Sam entered care at 14 and had the ‘fast track’ experience, including numerous moves, spanning shelters and foster homes to various forms of residential treatment. She aged out of care into college in an only partially successful attempt to avoid becoming homeless. With the advent of the Education and Training Vouchers during her sophomore year, she was able to use those funds to help pay her way through her Master’s degree. Education was her safety net both in and after leaving care, and while in school she met her husband, married, and become a mother.
A licensed social worker, Sam has worked at a group home for teen mothers, managed a life skills training program, and developed youth peer support/leadership organizations both locally and nationally. Since 2006 she has served in various roles in her state’s child welfare system, working to develop and support programs, practice, and services for aging out foster youth and runaway/homeless youth. This has included expanding opportunities for meaningful youth involvement, creating permanent youth supported housing, developing adolescent-specific training curriculum for child welfare workers, and addressing practice issues with sexual and gender minority youth in care. Dedicated to cross-systems work, she provides technical assistance on authentic youth involvement and transition-age youth issues
for various federal mental health initiatives.

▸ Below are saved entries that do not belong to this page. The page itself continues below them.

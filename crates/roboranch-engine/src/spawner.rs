//! Fresh farm setup.
//!
//! When there is no save to resume, the engine builds the starting farm,
//! fills the shared stockpile with the configured starting seeds, and
//! deploys the starting fleet in a row just inside the clearing.

use roboranch_agents::SharedStock;
use roboranch_core::commands::{CommandOutcome, apply_command};
use roboranch_core::config::SimulationConfig;
use roboranch_core::tick::SimulationState;
use roboranch_types::{FleetCommand, Position, RobotId};
use roboranch_world::{FarmLandmarks, create_starting_farm};
use tracing::info;

use crate::error::EngineError;

/// Column offset of the first starting robot from the clearing centre.
const START_OFFSET_X: i32 = 2;
/// Row offset of the starting robots from the clearing centre.
const START_OFFSET_Y: i32 = 2;

/// A newly built farm and where its landmarks ended up.
#[derive(Debug)]
pub struct NewFarm {
    /// Simulation state at tick 0 with the starting fleet deployed.
    pub state: SimulationState,
    /// Landmarks of the generated farm.
    pub landmarks: FarmLandmarks,
    /// IDs of the starting robots, in deploy order.
    pub robots: Vec<RobotId>,
}

/// Build the starting farm described by `config`.
///
/// # Errors
///
/// Returns [`EngineError::World`] if the layout is invalid,
/// [`EngineError::Clock`] if the calendar is invalid, or
/// [`EngineError::Spawner`] if a starting robot cannot be deployed.
pub fn build_new_farm(config: SimulationConfig) -> Result<NewFarm, EngineError> {
    let (grid, landmarks) = create_starting_farm(&config.world.layout())?;
    let stock = SharedStock::with_seeds(config.fleet.starting_seeds.clone());
    let mut state = SimulationState::new(config, grid, stock)?;
    let robots = deploy_starting_fleet(&mut state, landmarks.center)?;

    info!(
        farm = %state.config.world.name,
        width = state.grid.width(),
        height = state.grid.height(),
        center_x = landmarks.center.x,
        center_y = landmarks.center.y,
        robots = robots.len(),
        "Starting farm created"
    );
    Ok(NewFarm {
        state,
        landmarks,
        robots,
    })
}

/// Deploy `fleet.starting_robots` robots of `fleet.starting_model` in a
/// row starting two tiles right of and below `center`.
///
/// # Errors
///
/// Returns [`EngineError::Spawner`] if a home tile is off the grid or the
/// fleet refuses the robot.
pub fn deploy_starting_fleet(
    state: &mut SimulationState,
    center: Position,
) -> Result<Vec<RobotId>, EngineError> {
    let count = state.config.fleet.starting_robots;
    let model = state.config.fleet.starting_model.clone();
    let mut robots = Vec::new();

    for i in 0..count {
        let dx = i32::try_from(i)
            .ok()
            .and_then(|n| n.checked_add(START_OFFSET_X))
            .ok_or_else(|| EngineError::Spawner {
                message: format!("starting robot {i} is too far from the centre"),
            })?;
        let home = center
            .offset(dx, START_OFFSET_Y)
            .ok_or_else(|| EngineError::Spawner {
                message: format!("starting robot {i} home overflows the grid"),
            })?;
        let outcome = apply_command(
            state,
            FleetCommand::Deploy {
                model: model.clone(),
                home,
            },
        )
        .map_err(|e| EngineError::Spawner {
            message: format!("failed to deploy starting robot {i}: {e}"),
        })?;
        if let CommandOutcome::Deployed(id) = outcome {
            robots.push(id);
        }
    }
    Ok(robots)
}

#[cfg(test)]
#[allow(clippy::unwrap_used)]
mod tests {
    use super::*;

    #[test]
    fn default_farm_has_one_robot_and_seeds() {
        let farm = build_new_farm(SimulationConfig::default()).unwrap();
        assert_eq!(farm.robots.len(), 1);
        assert_eq!(farm.state.fleet.len(), 1);
        assert_eq!(farm.state.stock.seed_count("wheat"), 10);
        assert_eq!(farm.state.stock.seed_count("carrot"), 5);
        assert_eq!(farm.state.clock.tick(), 0);

        let robot = farm.state.fleet.iter().next().unwrap();
        assert_eq!(robot.model, "basic");
        assert_eq!(robot.home, farm.landmarks.center.offset(2, 2).unwrap());
        assert!(robot.is_home());
    }

    #[test]
    fn starting_robots_line_up() {
        let mut config = SimulationConfig::default();
        config.fleet.starting_robots = 3;
        let farm = build_new_farm(config).unwrap();
        let homes: Vec<Position> = farm.state.fleet.iter().map(|r| r.home).collect();
        let center = farm.landmarks.center;
        assert_eq!(
            homes,
            vec![
                center.offset(2, 2).unwrap(),
                center.offset(3, 2).unwrap(),
                center.offset(4, 2).unwrap(),
            ]
        );
        let names: Vec<&str> = farm.state.fleet.iter().map(|r| r.name.as_str()).collect();
        assert_eq!(names, vec!["Farm-1", "Farm-2", "Farm-3"]);
    }

    #[test]
    fn zero_starting_robots_is_empty() {
        let mut config = SimulationConfig::default();
        config.fleet.starting_robots = 0;
        let farm = build_new_farm(config).unwrap();
        assert!(farm.robots.is_empty());
        assert!(farm.state.fleet.is_empty());
    }

    #[test]
    fn fleet_limit_is_a_spawner_error() {
        let mut config = SimulationConfig::default();
        config.fleet.starting_robots = 3;
        config.fleet.max_robots = 2;
        let err = build_new_farm(config).unwrap_err();
        assert!(matches!(err, EngineError::Spawner { .. }));
    }
}
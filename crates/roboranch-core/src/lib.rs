//! Farm clock, tick scheduling, and run control for the RoboRanch robot
//! engine.
//!
//! Each tick advances the clock, runs the periodic growth pass, and then
//! updates every robot in fleet order: action countdowns, charging,
//! scavenging, delivery, path following, and finally behavior dispatch for
//! robots whose work timer has come due.
//!
//! # Modules
//!
//! - [`behavior`] -- Built-in behaviors and their task priority chains.
//! - [`clock`] -- [`FarmClock`](clock::FarmClock) with day, season, and
//!   year derivation.
//! - [`commands`] -- Operator fleet commands applied between ticks.
//! - [`config`] -- Loading `roboranch-config.yaml` into typed structs.
//! - [`dispatch`] -- Chooses between recharge, custom script, and built-in
//!   behavior for an idle robot.
//! - [`operator`] -- Shared pause/resume/stop and command queue state.
//! - [`runner`] -- The async tick loop with operator controls.
//! - [`snapshot`] -- Capture, restore, save, and load.
//! - [`tick`] -- One scheduler tick over the whole farm.

pub mod behavior;
pub mod clock;
pub mod commands;
pub mod config;
pub mod dispatch;
pub mod operator;
pub mod runner;
pub mod snapshot;
pub mod tick;
//! The ordered list of deployed robots.
//!
//! Fleet order is processing order: the scheduler updates robots front to
//! back, so a robot deployed earlier sees the farm before later robots do
//! on every tick.

use roboranch_types::{BuiltinBehavior, Position, RobotId};
use roboranch_world::FarmGrid;
use tracing::info;

use crate::config::RobotCatalog;
use crate::error::AgentError;
use crate::robot::Robot;

/// Settings applied to every newly deployed robot.
#[derive(Debug, Clone, PartialEq, Eq)]
pub struct DeployDefaults {
    /// Built-in behavior a new robot starts with.
    pub behavior: BuiltinBehavior,
    /// Species a new robot plants.
    pub assigned_crop: String,
}

impl Default for DeployDefaults {
    fn default() -> Self {
        Self {
            behavior: BuiltinBehavior::AutoFarm,
            assigned_crop: crate::robot::DEFAULT_ASSIGNED_CROP.to_owned(),
        }
    }
}

/// Every robot on the farm, in processing order.
#[derive(Debug, Clone)]
pub struct Fleet {
    robots: Vec<Robot>,
    next_number: u32,
    max_robots: u32,
}

impl Fleet {
    /// An empty fleet with a base limit of `max_robots`.
    pub const fn new(max_robots: u32) -> Self {
        Self {
            robots: Vec::new(),
            next_number: 1,
            max_robots,
        }
    }

    /// Rebuild a fleet from restored robots.
    pub fn from_parts(robots: Vec<Robot>, next_number: u32, max_robots: u32) -> Self {
        Self {
            robots,
            next_number: next_number.max(1),
            max_robots,
        }
    }

    /// Number used to name the next robot.
    pub const fn next_number(&self) -> u32 {
        self.next_number
    }

    /// Robot limit after adding `extra_slots`.
    pub const fn limit(&self, extra_slots: u32) -> u32 {
        self.max_robots.saturating_add(extra_slots)
    }

    /// Deploy a robot of `model` at `home`.
    ///
    /// # Errors
    ///
    /// Fails if the model is unknown, the fleet is at its limit, or `home`
    /// is off the grid or not walkable.
    pub fn deploy(
        &mut self,
        model: &str,
        home: Position,
        catalog: &RobotCatalog,
        grid: &FarmGrid,
        defaults: &DeployDefaults,
        extra_slots: u32,
    ) -> Result<RobotId, AgentError> {
        let spec = catalog
            .get(model)
            .ok_or_else(|| AgentError::UnknownModel(model.to_owned()))?;
        let max = self.limit(extra_slots);
        if u32::try_from(self.robots.len()).unwrap_or(u32::MAX) >= max {
            return Err(AgentError::FleetFull { max });
        }
        if !grid.is_walkable(home) {
            return Err(AgentError::InvalidHome(home));
        }

        let name = format!("{}-{}", spec.name_prefix(), self.next_number);
        self.next_number = self.next_number.saturating_add(1);
        let mut robot = Robot::new(name, model.to_owned(), spec.clone(), home);
        robot.behavior = defaults.behavior;
        robot.assigned_crop.clone_from(&defaults.assigned_crop);
        let id = robot.id;
        info!(robot = %robot.name, model, x = home.x, y = home.y, "Robot deployed");
        self.robots.push(robot);
        Ok(id)
    }

    /// Take a robot out of the fleet. Its cargo and battery go with it;
    /// the returned robot's `model` tells the economy what to credit.
    ///
    /// # Errors
    ///
    /// Returns [`AgentError::RobotNotFound`] for an unknown ID.
    pub fn remove(&mut self, id: RobotId) -> Result<Robot, AgentError> {
        let index = self
            .robots
            .iter()
            .position(|r| r.id == id)
            .ok_or(AgentError::RobotNotFound(id))?;
        let robot = self.robots.remove(index);
        info!(robot = %robot.name, model = %robot.model, "Robot removed");
        Ok(robot)
    }

    /// Look up a robot.
    pub fn get(&self, id: RobotId) -> Option<&Robot> {
        self.robots.iter().find(|r| r.id == id)
    }

    /// Look up a robot mutably.
    pub fn get_mut(&mut self, id: RobotId) -> Option<&mut Robot> {
        self.robots.iter_mut().find(|r| r.id == id)
    }

    /// Robots in processing order.
    pub fn iter(&self) -> impl Iterator<Item = &Robot> {
        self.robots.iter()
    }

    /// Robots in processing order, mutably.
    pub fn iter_mut(&mut self) -> impl Iterator<Item = &mut Robot> {
        self.robots.iter_mut()
    }

    /// Number of deployed robots.
    pub fn len(&self) -> usize {
        self.robots.len()
    }

    /// Whether no robots are deployed.
    pub fn is_empty(&self) -> bool {
        self.robots.is_empty()
    }
}
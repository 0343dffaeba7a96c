//! Dynamically-typed column values.
//!
//! Source columns carry no static type once a `SELECT *` has been issued, so
//! every adapter maps its native types into the closed [`SqlValue`] set.
//! Anything outside the set (decimals, UUIDs, JSON, time-of-day) arrives as
//! text; dates arrive as a midnight timestamp.

use std::fmt;

use chrono::{DateTime, NaiveDate, NaiveDateTime, Utc};

/// A single column value.
#[derive(Debug, Clone, PartialEq)]
pub enum SqlValue {
    /// SQL NULL.
    Null,

    /// Boolean value.
    Bool(bool),

    /// Any integer column, widened to 64 bits.
    Int(i64),

    /// Any floating point column, widened to 64 bits.
    Float(f64),

    /// Text data.
    Text(String),

    /// Raw binary data (BLOB, BYTEA, VARBINARY, ...).
    Blob(Vec<u8>),

    /// Timestamp without timezone. Zoned timestamps are converted to UTC.
    Timestamp(NaiveDateTime),
}

impl SqlValue {
    /// Check if this value is NULL.
    #[must_use]
    pub fn is_null(&self) -> bool {
        matches!(self, SqlValue::Null)
    }

    /// Check if this value is a raw binary blob.
    #[must_use]
    pub fn is_blob(&self) -> bool {
        matches!(self, SqlValue::Blob(_))
    }

    /// Short type name for log messages.
    #[must_use]
    pub fn type_name(&self) -> &'static str {
        match self {
            SqlValue::Null => "null",
            SqlValue::Bool(_) => "bool",
            SqlValue::Int(_) => "int",
            SqlValue::Float(_) => "float",
            SqlValue::Text(_) => "text",
            SqlValue::Blob(_) => "blob",
            SqlValue::Timestamp(_) => "timestamp",
        }
    }
}

impl fmt::Display for SqlValue {
    fn fmt(&self, f: &mut fmt::Formatter<'_>) -> fmt::Result {
        match self {
            SqlValue::Null => f.write_str("NULL"),
            SqlValue::Bool(v) => write!(f, "{}", v),
            SqlValue::Int(v) => write!(f, "{}", v),
            SqlValue::Float(v) => write!(f, "{}", v),
            SqlValue::Text(v) => write!(f, "{:?}", v),
            SqlValue::Blob(v) => write!(f, "<{} bytes>", v.len()),
            SqlValue::Timestamp(v) => write!(f, "{}", v),
        }
    }
}

// From implementations for common types
impl From<bool> for SqlValue {
    fn from(v: bool) -> Self {
        SqlValue::Bool(v)
    }
}

impl From<i16> for SqlValue {
    fn from(v: i16) -> Self {
        SqlValue::Int(v.into())
    }
}

impl From<i32> for SqlValue {
    fn from(v: i32) -> Self {
        SqlValue::Int(v.into())
    }
}

impl From<i64> for SqlValue {
    fn from(v: i64) -> Self {
        SqlValue::Int(v)
    }
}

impl From<f32> for SqlValue {
    fn from(v: f32) -> Self {
        SqlValue::Float(v.into())
    }
}

impl From<f64> for SqlValue {
    fn from(v: f64) -> Self {
        SqlValue::Float(v)
    }
}

impl From<String> for SqlValue {
    fn from(v: String) -> Self {
        SqlValue::Text(v)
    }
}

impl From<&str> for SqlValue {
    fn from(v: &str) -> Self {
        SqlValue::Text(v.to_string())
    }
}

impl From<Vec<u8>> for SqlValue {
    fn from(v: Vec<u8>) -> Self {
        SqlValue::Blob(v)
    }
}

impl From<&[u8]> for SqlValue {
    fn from(v: &[u8]) -> Self {
        SqlValue::Blob(v.to_vec())
    }
}

impl From<NaiveDateTime> for SqlValue {
    fn from(v: NaiveDateTime) -> Self {
        SqlValue::Timestamp(v)
    }
}

impl From<DateTime<Utc>> for SqlValue {
    fn from(v: DateTime<Utc>) -> Self {
        SqlValue::Timestamp(v.naive_utc())
    }
}

impl From<NaiveDate> for SqlValue {
    fn from(v: NaiveDate) -> Self {
        SqlValue::Timestamp(v.and_time(chrono::NaiveTime::MIN))
    }
}

impl<T: Into<SqlValue>> From<Option<T>> for SqlValue {
    fn from(v: Option<T>) -> Self {
        v.map(Into::into).unwrap_or(SqlValue::Null)
    }
}

#[cfg(test)]
mod tests {
    use super::*;

    #[test]
    fn test_sql_value_is_null() {
        assert!(SqlValue::Null.is_null());
        assert!(!SqlValue::Int(42).is_null());
    }

    #[test]
    fn test_from_implementations() {
        let v: SqlValue = 42i32.into();
        assert_eq!(v, SqlValue::Int(42));

        let v: SqlValue = "hello".to_string().into();
        assert_eq!(v, SqlValue::Text("hello".to_string()));

        let v: SqlValue = b"raw".as_slice().into();
        assert!(v.is_blob());

        let v: SqlValue = Option::<i64>::None.into();
        assert!(v.is_null());
    }

    #[test]
    fn test_date_becomes_midnight_timestamp() {
        let date = NaiveDate::from_ymd_opt(2024, 2, 29).unwrap();
        let v: SqlValue = date.into();
        assert_eq!(
            v,
            SqlValue::Timestamp(date.and_hms_opt(0, 0, 0).unwrap())
        );
    }

    #[test]
    fn test_display() {
        assert_eq!(SqlValue::Int(7).to_string(), "7");
        assert_eq!(SqlValue::Text("a".into()).to_string(), "\"a\"");
        assert_eq!(SqlValue::Blob(vec![1, 2, 3]).to_string(), "<3 bytes>");
    }
}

For Sam the transition framework is simple but so central to her life and her work. Not only does it help her reflect on her earlier life experiences and the patterns in the system she works in, the framework and the process of creating FLUX has helped carry her through the not-so-neutral zone of her transition from wife to widow and the challenges that has brought to her personal and professional understanding of ‘permanency.’
Sam is proud to be a part of the alumni community and feels this is a valuable and critical piece of the work to improve outcomes for youth in care. A member of the 2007 Alumni Leadership Institute, the opportunity to work on FLUX seemed a natural progression in her support of the work of FCAA.